We may also use or disclose your information to family members that are directly involved in your treatment with your verbal permission.

With Authorization.

Uses and disclosures not specifically permitted by applicable law will be made only with your written authorization, which may be revoked at any time, except to the extent that we have already made a use or disclosure based upon your authorization.  The following uses and disclosures will be made only with your written authorization: (i) most uses and disclosures of psychotherapy notes which are separated from the rest of your medical record; (ii) most uses and disclosures of PHI for marketing purposes, including subsidized treatment communications; (iii) disclosures that constitute a sale of PHI; and (iv) other uses and disclosures not described in this Notice of Privacy Practices.

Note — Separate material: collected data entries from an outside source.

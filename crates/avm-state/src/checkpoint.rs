//! Nested checkpoints over a cloneable state
//!
//! Creating a checkpoint saves a copy of the current state under a fresh id.
//! Committing drops the copy and keeps the current state, reverting restores
//! the copy. Ids are handed out in increasing order and never reused; id 0
//! is the base, which can never be popped.

use crate::StateError;

/// Stack of saved states, one per open checkpoint.
#[derive(Clone, Debug)]
pub struct CheckpointStack<T> {
    current: T,
    /// (checkpoint id, state when the checkpoint was created)
    saved: Vec<(u32, T)>,
    next_id: u32,
}

impl<T: Clone> CheckpointStack<T> {
    /// Start at the base checkpoint with `base` as the current state.
    pub const fn new(base: T) -> Self {
        Self { current: base, saved: Vec::new(), next_id: 1 }
    }

    /// Current state.
    pub const fn current(&self) -> &T {
        &self.current
    }

    /// Mutable current state.
    pub const fn current_mut(&mut self) -> &mut T {
        &mut self.current
    }

    /// Id of the innermost open checkpoint, 0 at the base.
    pub fn checkpoint_id(&self) -> u32 {
        self.saved.last().map_or(0, |(id, _)| *id)
    }

    /// Number of open checkpoints above the base.
    pub const fn depth(&self) -> usize {
        self.saved.len()
    }

    /// Open a checkpoint, returning its id.
    pub fn create(&mut self) -> u32 {
        let id = self.next_id;
        self.next_id += 1;
        self.saved.push((id, self.current.clone()));
        id
    }

    /// Close the innermost checkpoint keeping every change made inside it.
    /// Returns the id that becomes current.
    pub fn commit(&mut self) -> Result<u32, StateError> {
        self.saved.pop().ok_or(StateError::StackDiscipline { operation: "commit_checkpoint" })?;
        Ok(self.checkpoint_id())
    }

    /// Close the innermost checkpoint discarding every change made inside it.
    /// Returns the id that becomes current.
    pub fn revert(&mut self) -> Result<u32, StateError> {
        let (_, state) = self
            .saved
            .pop()
            .ok_or(StateError::StackDiscipline { operation: "revert_checkpoint" })?;
        self.current = state;
        Ok(self.checkpoint_id())
    }

    /// Fail unless a checkpoint above the base is open.
    pub fn ensure_open(&self, operation: &'static str) -> Result<(), StateError> {
        if self.saved.is_empty() {
            return Err(StateError::StackDiscipline { operation });
        }
        Ok(())
    }

    /// Consume the stack, returning the current state.
    pub fn into_current(self) -> T {
        self.current
    }
}

impl<T: Clone + Default> Default for CheckpointStack<T> {
    fn default() -> Self {
        Self::new(T::default())
    }
}
//! Execution hints bundle
//!
//! Every hint is keyed by the state it was taken in: a tree snapshot for
//! merkle queries, a checkpoint action counter for contract lookups and
//! checkpoint transitions. The bundle layout is consumed by the prover as is,
//! so field names and order must not change.

use avm_merkle::{
    AppendOnlyTreeSnapshot, Fr, IndexedLeaf, LeafIndex, LeafUpdateWitness, LeafValue,
    NullifierLeafValue, PublicDataLeafValue, SequentialInsertionResult, SiblingPath,
};
use serde::{Deserialize, Serialize};

use crate::{
    AztecAddress, ContractClass, ContractClassId, ContractInstance, FunctionSelector,
    MerkleTreeId, ProtocolContracts, TreeSnapshots,
};

/// Sibling path of one leaf.
#[derive(Clone, Debug, PartialEq, Eq, Serialize, Deserialize)]
#[serde(rename_all = "camelCase")]
pub struct GetSiblingPathHint {
    /// Tree snapshot the path was taken against.
    pub hint_key: AppendOnlyTreeSnapshot,
    /// Tree queried.
    pub tree_id: MerkleTreeId,
    /// Leaf index.
    pub index: LeafIndex,
    /// Sibling path, leaf level first.
    pub path: SiblingPath,
}

/// Low-leaf lookup of one key.
#[derive(Clone, Debug, PartialEq, Eq, Serialize, Deserialize)]
#[serde(rename_all = "camelCase")]
pub struct GetPreviousValueIndexHint {
    /// Tree snapshot at lookup time.
    pub hint_key: AppendOnlyTreeSnapshot,
    /// Tree queried.
    pub tree_id: MerkleTreeId,
    /// Key searched.
    pub value: Fr,
    /// Index of the key or of its low leaf.
    pub index: LeafIndex,
    /// The key itself is stored at `index`.
    pub already_present: bool,
}

/// Indexed leaf preimage at one index.
#[derive(Clone, Debug, PartialEq, Eq, Serialize, Deserialize)]
#[serde(rename_all = "camelCase")]
pub struct GetLeafPreimageHint<V> {
    /// Tree snapshot at lookup time.
    pub hint_key: AppendOnlyTreeSnapshot,
    /// Leaf index.
    pub index: LeafIndex,
    /// Leaf preimage.
    pub leaf_preimage: IndexedLeaf<V>,
}

/// Raw leaf value at one index.
#[derive(Clone, Debug, PartialEq, Eq, Serialize, Deserialize)]
#[serde(rename_all = "camelCase")]
pub struct GetLeafValueHint {
    /// Tree snapshot at lookup time.
    pub hint_key: AppendOnlyTreeSnapshot,
    /// Tree queried.
    pub tree_id: MerkleTreeId,
    /// Leaf index.
    pub index: LeafIndex,
    /// Leaf value, or the leaf hash for indexed trees.
    pub value: Fr,
}

/// One sequential insertion into an indexed tree.
#[derive(Clone, Debug, PartialEq, Eq, Serialize, Deserialize)]
#[serde(rename_all = "camelCase")]
pub struct SequentialInsertHint<V> {
    /// Tree snapshot before the insertion.
    pub hint_key: AppendOnlyTreeSnapshot,
    /// Tree written.
    pub tree_id: MerkleTreeId,
    /// Inserted payload.
    pub leaf: V,
    /// Low leaf before the update, with its path.
    pub low_leaves_witness_data: LeafUpdateWitness<V>,
    /// New leaf with its path, or the empty leaf when the key was present.
    pub insertion_witness_data: LeafUpdateWitness<V>,
    /// Tree snapshot after the insertion.
    pub state_after: AppendOnlyTreeSnapshot,
}

impl<V: LeafValue> SequentialInsertHint<V> {
    /// Rebuild the insertion result this hint was recorded from.
    ///
    /// A present key leaves an empty insertion witness. The updated low leaf
    /// is derived from the low leaf and the inserted payload.
    pub fn to_result(&self) -> SequentialInsertionResult<V> {
        let low_leaf = &self.low_leaves_witness_data.leaf;
        let is_already_present = self.insertion_witness_data.leaf.is_empty();
        let updated_low_leaf = if is_already_present {
            IndexedLeaf { leaf: self.leaf.clone(), ..low_leaf.clone() }
        } else {
            IndexedLeaf::new(
                low_leaf.leaf.clone(),
                self.insertion_witness_data.index,
                self.leaf.key(),
            )
        };

        SequentialInsertionResult {
            low_leaf_witness: self.low_leaves_witness_data.clone(),
            updated_low_leaf,
            insertion_witness: self.insertion_witness_data.clone(),
            is_already_present,
        }
    }
}

/// Append of leaves to an append-only tree.
///
/// Recorded one leaf at a time so every intermediate root is keyed.
#[derive(Clone, Debug, PartialEq, Eq, Serialize, Deserialize)]
#[serde(rename_all = "camelCase")]
pub struct AppendLeavesHint {
    /// Tree snapshot before the append.
    pub hint_key: AppendOnlyTreeSnapshot,
    /// Tree snapshot after the append.
    pub state_after: AppendOnlyTreeSnapshot,
    /// Tree written.
    pub tree_id: MerkleTreeId,
    /// Appended leaves.
    pub leaves: Vec<Fr>,
}

/// Create or commit transition. Tree state is unchanged by either.
#[derive(Clone, Copy, Debug, PartialEq, Eq, Serialize, Deserialize)]
#[serde(rename_all = "camelCase")]
pub struct CheckpointActionNoStateChangeHint {
    /// Position in the checkpoint action sequence.
    pub action_counter: u32,
    /// Checkpoint id before the action.
    pub old_checkpoint_id: u32,
    /// Checkpoint id after the action.
    pub new_checkpoint_id: u32,
}

/// Revert transition with the tree snapshots on both sides.
#[derive(Clone, Copy, Debug, PartialEq, Eq, Serialize, Deserialize)]
#[serde(rename_all = "camelCase")]
pub struct RevertCheckpointHint {
    /// Position in the checkpoint action sequence.
    pub action_counter: u32,
    /// Checkpoint id before the revert.
    pub old_checkpoint_id: u32,
    /// Checkpoint id after the revert.
    pub new_checkpoint_id: u32,
    /// Tree snapshots before the revert.
    pub state_before: TreeSnapshots,
    /// Tree snapshots after the revert.
    pub state_after: TreeSnapshots,
}

/// Contract instance served at one checkpoint action.
#[derive(Clone, Debug, PartialEq, Eq, Serialize, Deserialize)]
#[serde(rename_all = "camelCase")]
pub struct ContractInstanceHint {
    /// Checkpoint action counter at lookup time.
    pub hint_key: u32,
    /// Instance address.
    pub address: AztecAddress,
    /// Instance data.
    pub contract_instance: ContractInstance,
}

/// Contract class served at one checkpoint action.
#[derive(Clone, Debug, PartialEq, Eq, Serialize, Deserialize)]
#[serde(rename_all = "camelCase")]
pub struct ContractClassHint {
    /// Checkpoint action counter at lookup time.
    pub hint_key: u32,
    /// Class id.
    pub class_id: ContractClassId,
    /// Class data.
    pub contract_class: ContractClass,
}

/// Bytecode commitment served at one checkpoint action.
#[derive(Clone, Debug, PartialEq, Eq, Serialize, Deserialize)]
#[serde(rename_all = "camelCase")]
pub struct BytecodeCommitmentHint {
    /// Checkpoint action counter at lookup time.
    pub hint_key: u32,
    /// Class id.
    pub class_id: ContractClassId,
    /// Commitment to the class bytecode.
    pub commitment: Fr,
}

/// Debug name of a public function.
#[derive(Clone, Debug, PartialEq, Eq, Serialize, Deserialize)]
#[serde(rename_all = "camelCase")]
pub struct DebugFunctionNameHint {
    /// Contract address.
    pub address: AztecAddress,
    /// Function selector.
    pub selector: FunctionSelector,
    /// Function name.
    pub name: String,
}

/// Everything the prover needs to replay one simulation.
#[derive(Clone, Debug, Default, PartialEq, Eq, Serialize, Deserialize)]
#[serde(rename_all = "camelCase")]
pub struct ExecutionHints {
    /// Derived addresses of the protocol contracts.
    pub protocol_contracts: ProtocolContracts,
    /// Contract instance lookups.
    pub contract_instances: Vec<ContractInstanceHint>,
    /// Contract class lookups.
    pub contract_classes: Vec<ContractClassHint>,
    /// Bytecode commitment lookups.
    pub bytecode_commitments: Vec<BytecodeCommitmentHint>,
    /// Debug names of called functions.
    pub debug_function_names: Vec<DebugFunctionNameHint>,
    /// Contract db checkpoint creations.
    pub contract_db_create_checkpoint_hints: Vec<CheckpointActionNoStateChangeHint>,
    /// Contract db checkpoint commits.
    pub contract_db_commit_checkpoint_hints: Vec<CheckpointActionNoStateChangeHint>,
    /// Contract db checkpoint reverts.
    pub contract_db_revert_checkpoint_hints: Vec<CheckpointActionNoStateChangeHint>,
    /// Tree snapshots at simulation start.
    pub starting_tree_roots: TreeSnapshots,
    /// Sibling paths.
    pub get_sibling_path_hints: Vec<GetSiblingPathHint>,
    /// Low-leaf lookups.
    pub get_previous_value_index_hints: Vec<GetPreviousValueIndexHint>,
    /// Public data leaf preimages.
    pub get_leaf_preimage_hints_public_data_tree: Vec<GetLeafPreimageHint<PublicDataLeafValue>>,
    /// Nullifier leaf preimages.
    pub get_leaf_preimage_hints_nullifier_tree: Vec<GetLeafPreimageHint<NullifierLeafValue>>,
    /// Leaf values.
    pub get_leaf_value_hints: Vec<GetLeafValueHint>,
    /// Public data writes.
    pub sequential_insert_hints_public_data_tree: Vec<SequentialInsertHint<PublicDataLeafValue>>,
    /// Nullifier inserts.
    pub sequential_insert_hints_nullifier_tree: Vec<SequentialInsertHint<NullifierLeafValue>>,
    /// Appends, one per leaf.
    pub append_leaves_hints: Vec<AppendLeavesHint>,
    /// Tree checkpoint creations.
    pub create_checkpoint_hints: Vec<CheckpointActionNoStateChangeHint>,
    /// Tree checkpoint commits.
    pub commit_checkpoint_hints: Vec<CheckpointActionNoStateChangeHint>,
    /// Tree checkpoint reverts.
    pub revert_checkpoint_hints: Vec<RevertCheckpointHint>,
}

/// Failure to encode or decode a hints bundle.
#[derive(Debug, thiserror::Error)]
pub enum HintsCodecError {
    /// JSON encoding failed.
    #[error("hints json: {0}")]
    Json(#[from] serde_json::Error),
    /// Binary encoding failed.
    #[error("hints binary: {0}")]
    Binary(#[from] bincode::Error),
}

impl ExecutionHints {
    /// Encode as JSON.
    pub fn to_json(&self) -> Result<String, HintsCodecError> {
        Ok(serde_json::to_string(self)?)
    }

    /// Decode from JSON.
    pub fn from_json(json: &str) -> Result<Self, HintsCodecError> {
        Ok(serde_json::from_str(json)?)
    }

    /// Encode with bincode.
    pub fn to_bytes(&self) -> Result<Vec<u8>, HintsCodecError> {
        Ok(bincode::serialize(self)?)
    }

    /// Decode from bincode.
    pub fn from_bytes(bytes: &[u8]) -> Result<Self, HintsCodecError> {
        Ok(bincode::deserialize(bytes)?)
    }

    /// Total number of merkle hints, starting roots excluded.
    pub fn merkle_hint_count(&self) -> usize {
        self.get_sibling_path_hints.len()
            + self.get_previous_value_index_hints.len()
            + self.get_leaf_preimage_hints_public_data_tree.len()
            + self.get_leaf_preimage_hints_nullifier_tree.len()
            + self.get_leaf_value_hints.len()
            + self.sequential_insert_hints_public_data_tree.len()
            + self.sequential_insert_hints_nullifier_tree.len()
            + self.append_leaves_hints.len()
            + self.create_checkpoint_hints.len()
            + self.commit_checkpoint_hints.len()
            + self.revert_checkpoint_hints.len()
    }
}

Your rights regarding your PHI

You have the following rights regarding PHI we maintain about you.  To exercise any of these rights, please submit your request in writing to our Privacy Officer at 517-886-3707.

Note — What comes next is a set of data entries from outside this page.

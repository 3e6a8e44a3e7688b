//! Protocol constants shared by the state layer.

/// Height of the nullifier tree.
pub const NULLIFIER_TREE_HEIGHT: usize = 40;

/// Height of the note hash tree.
pub const NOTE_HASH_TREE_HEIGHT: usize = 40;

/// Height of the public data tree.
pub const PUBLIC_DATA_TREE_HEIGHT: usize = 40;

/// Height of the L1 to L2 message tree.
pub const L1_TO_L2_MSG_TREE_HEIGHT: usize = 36;

/// Height of the protocol contract registry tree.
pub const PROTOCOL_CONTRACT_TREE_HEIGHT: usize = 4;

/// Canonical protocol contract addresses are `1..=MAX_PROTOCOL_CONTRACTS`.
pub const MAX_PROTOCOL_CONTRACTS: usize = 11;

/// Note hashes a transaction may emit; the note hash tree is padded up to this.
pub const MAX_NOTE_HASHES_PER_TX: u32 = 64;

/// Nullifiers a transaction may emit; the nullifier tree is padded up to this.
pub const MAX_NULLIFIERS_PER_TX: u32 = 64;

/// Domain separators for siloing and uniqueness hashes.
pub(crate) mod separator {
    use crate::Fr;

    pub(crate) const NOTE_HASH_NONCE: Fr = Fr::from_limbs([2, 0, 0, 0]);
    pub(crate) const UNIQUE_NOTE_HASH: Fr = Fr::from_limbs([3, 0, 0, 0]);
    pub(crate) const SILOED_NOTE_HASH: Fr = Fr::from_limbs([4, 0, 0, 0]);
    pub(crate) const OUTER_NULLIFIER: Fr = Fr::from_limbs([7, 0, 0, 0]);
    pub(crate) const PUBLIC_LEAF_INDEX: Fr = Fr::from_limbs([23, 0, 0, 0]);
    pub(crate) const PUBLIC_BYTECODE: Fr = Fr::from_limbs([40, 0, 0, 0]);
}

  • Right of Access to Inspect and Copy.  You have the right, which may be restricted only in exceptional circumstances, to inspect and copy PHI that is maintained in a “designated record set”. A designated record set contains mental health/medical and billing records and any other records that are used to make decisions about your care.  Your right to inspect and copy PHI will be restricted only in those situations where there is compelling evidence that access would cause serious harm to you or if the information is contained in separately maintained psychotherapy notes.  We may charge a reasonable, cost-based fee for copies. If your records are maintained electronically, you may also request an electronic copy of your PHI.  You may also request that a copy of your PHI be provided to another person.
  • Right to Amend.  If you feel that the PHI we have about you is incorrect or incomplete, you may ask us to amend the information although we are not required to agree to the amendment. If we deny your request for amendment, you have the right to file a statement of disagreement with us. We may prepare a rebuttal to your statement and will provide you with a copy. Please contact the Privacy Officer if you have any questions.
  • Right to an Accounting of Disclosures.  You have the right to request an accounting of certain of the disclosures that we make of your PHI.  We may charge you a reasonable fee if you request more than one accounting in any 12-month period.
  • Right to Request Restrictions.  You have the right to request a restriction or limitation on the use or disclosure of your PHI for treatment, payment, or health care operations.  We are not required to agree to your request unless the request is to restrict disclosure of PHI to a health plan for purposes of carrying out payment or health care operations, and the PHI pertains to a health care item or service that you paid for out of pocket. In that case, we are required to honor your request for a restriction. 
  • Right to Request Confidential Communication.  You have the right to request that we communicate with you about health matters in a certain way or at a certain location.  We will accommodate reasonable requests.  We may require information regarding how payment will be handled or specification of an alternative address or other method of contact as a condition for accommodating your request.  We will not ask you for an explanation of why you are making the request.
  • Breach Notification. If there is a breach of unsecured PHI concerning you, we may be required to notify you of this breach, including what happened and what you can do to protect yourself.
  • Right to a Copy of this Notice.  You have the right to a copy of this notice.

Complaints

If you believe we have violated your privacy rights, you have the right to file a complaint in writing with our Privacy Officer at 517-886-3707 ext 1 or with the Secretary of Health and Human Services at 200 Independence Avenue, S.W.  Washington, D.C. 20201 or by calling (202) 619-0257.  We will not retaliate against you for filing a complaint.

The effective date of this privacy policy is September 2013.